The MFA (Boston Museum of Fine Arts) has had an exhibit of Egyptian stuff from the time of Akhenaten, Nefretiti, and Tutankamen. It's closing next weekend, and we hadn't seen it yet. When Arlene called to get tickets she found that there aren't any available for the weekend. The only time we could go would be during the week. I met her at her school as soon as the kids went home and we went to the museum this afternoon.

I've never been a big Ancient Egypt fan. I looked around the exhibit and tried to get interested in it, but it just wasn't clicking.

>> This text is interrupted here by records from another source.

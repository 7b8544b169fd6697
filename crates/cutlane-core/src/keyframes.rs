//! Per-property keyframe evaluation.
//!
//! Evaluation is a pure function of the keyframe slice, so the preview and the
//! exporter get identical values for identical inputs.

use uuid::Uuid;

use crate::model::{Easing, Keyframe};

impl Easing {
    /// Maps a linear progress `t` in `[0, 1]` onto this curve.
    #[must_use]
    pub fn apply(self, t: f64) -> f64 {
        let t = t.clamp(0.0, 1.0);
        match self {
            Self::Linear => t,
            Self::EaseIn => t * t * t,
            Self::EaseOut => 1.0 - (1.0 - t).powi(3),
            Self::EaseInOut => {
                if t < 0.5 {
                    4.0 * t * t * t
                } else {
                    1.0 - (-2.0 * t + 2.0).powi(3) / 2.0
                }
            }
        }
    }
}

#[must_use]
pub fn lerp(from: f64, to: f64, t: f64) -> f64 {
    from + (to - from) * t
}

/// Value of an animated property at `local_time`.
///
/// Holds the first value before the first keyframe (and for a NaN time) and
/// the last value after the last one. `keyframes` must be ordered by time.
#[must_use]
pub fn evaluate(keyframes: &[Keyframe], local_time: f64, fallback: f64) -> f64 {
    let (Some(first), Some(last)) = (keyframes.first(), keyframes.last()) else {
        return fallback;
    };
    if local_time.is_nan() || local_time < first.time {
        return first.value;
    }
    if local_time >= last.time {
        return last.value;
    }

    // First keyframe strictly after `local_time`; its predecessor brackets it.
    let upper = keyframes.partition_point(|keyframe| keyframe.time <= local_time);
    let (Some(from), Some(to)) = (
        upper.checked_sub(1).and_then(|index| keyframes.get(index)),
        keyframes.get(upper),
    ) else {
        return last.value;
    };
    let span = to.time - from.time;
    if span <= 0.0 {
        return to.value;
    }

    let t = (local_time - from.time) / span;
    lerp(from.value, to.value, from.easing.apply(t))
}

/// Inserts `keyframe` keeping time order. A keyframe already sitting at the
/// same time is replaced and its id reused.
pub fn upsert(keyframes: &mut Vec<Keyframe>, mut keyframe: Keyframe) -> Keyframe {
    if let Some(existing) = keyframes
        .iter_mut()
        .find(|existing| (existing.time - keyframe.time).abs() < f64::EPSILON)
    {
        keyframe.id = existing.id;
        *existing = keyframe.clone();
        return keyframe;
    }

    let index = keyframes.partition_point(|existing| existing.time < keyframe.time);
    keyframes.insert(index, keyframe.clone());
    keyframe
}

pub fn remove(keyframes: &mut Vec<Keyframe>, keyframe_id: Uuid) -> Option<Keyframe> {
    let index = keyframes
        .iter()
        .position(|keyframe| keyframe.id == keyframe_id)?;
    Some(keyframes.remove(index))
}

pub fn sort(keyframes: &mut [Keyframe]) {
    keyframes.sort_by(|left, right| left.time.total_cmp(&right.time));
}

Three quarters of the way through the exhibit I saw one sculpture that spoke to me, one sculpture that was worth missing two and a half hours of work for. It was a half-life-size head of Nefretiti in rose quartzite, on loan from the Agyptisches Museum und Papyrussammlung, Berlin. It had never been finished! The contours of the face were fine. The nose was perfect. The lips were polished and the line separating them was razor sharp; I would have been happy to kiss them. But the eyes needed more work, and the sculptor had planned it. The outlines of the eyes, and the eyebrows, and some of the wars, were marked in black where the next carving needed to be done. This beautiful piece of stone was still alive, after 3336 years, patiently waiting for the next step, waiting for the master's touch to complete it. It wasn't just a sculpture; I was looking at the thought processes of an artist across three millenia.